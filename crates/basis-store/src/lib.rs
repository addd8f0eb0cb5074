//! Watcher state persistence.
//!
//! The state lives as a single JSON document in a key-value document store
//! behind a small REST API: GET fetches the document, PUT replaces it. A
//! missing document means a fresh deployment and decodes as the default
//! state; anything else undecodable is an error so corrupted state never
//! silently resets the daily range.

pub mod error;

use std::time::Duration;

use basis_core::WatchState;
use tracing::debug;

pub use error::{Result, StoreError};

const REQUEST_TIMEOUT: Duration = Duration::from_secs(10);

pub struct StateStore {
    http: reqwest::Client,
    base_url: String,
    doc_id: String,
    token: Option<String>,
}

impl StateStore {
    pub fn new(base_url: impl Into<String>, doc_id: impl Into<String>, token: Option<String>) -> Result<Self> {
        let http = reqwest::Client::builder()
            .timeout(REQUEST_TIMEOUT)
            .build()?;
        Ok(Self {
            http,
            base_url: base_url.into().trim_end_matches('/').to_string(),
            doc_id: doc_id.into(),
            token,
        })
    }

    fn doc_url(&self) -> String {
        format!("{}/{}", self.base_url, self.doc_id)
    }

    fn authorize(&self, req: reqwest::RequestBuilder) -> reqwest::RequestBuilder {
        match &self.token {
            Some(token) => req.bearer_auth(token),
            None => req,
        }
    }

    /// Load the persisted state. A 404 yields the default state.
    pub async fn load(&self) -> Result<WatchState> {
        let response = self.authorize(self.http.get(self.doc_url())).send().await?;

        if response.status() == reqwest::StatusCode::NOT_FOUND {
            debug!(doc_id = %self.doc_id, "No persisted state, starting fresh");
            return Ok(WatchState::default());
        }
        if !response.status().is_success() {
            return Err(StoreError::Status(response.status().as_u16()));
        }

        let body = response.text().await?;
        let state = serde_json::from_str(&body)?;
        Ok(state)
    }

    /// Replace the persisted state.
    pub async fn save(&self, state: &WatchState) -> Result<()> {
        let response = self
            .authorize(self.http.put(self.doc_url()))
            .json(state)
            .send()
            .await?;

        if !response.status().is_success() {
            return Err(StoreError::Status(response.status().as_u16()));
        }
        debug!(doc_id = %self.doc_id, "State saved");
        Ok(())
    }
}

=======

● **Goal of the exercise**: Copy verbatim the span of lines that begins with the line holding "let state = serde_json::from_str(&body)?;" and ends at the last line of the records.

● **Response**:
        let state = serde_json::from_str(&body)?;
        Ok(state)
    }

    /// Replace the persisted state.
    pub async fn save(&self, state: &WatchState) -> Result<()> {
        let response = self
            .authorize(self.http.put(self.doc_url()))
            .json(state)
            .send()
            .await?;

        if !response.status().is_success() {
            return Err(StoreError::Status(response.status().as_u16()));
        }
        debug!(doc_id = %self.doc_id, "State saved");
        Ok(())
    }
}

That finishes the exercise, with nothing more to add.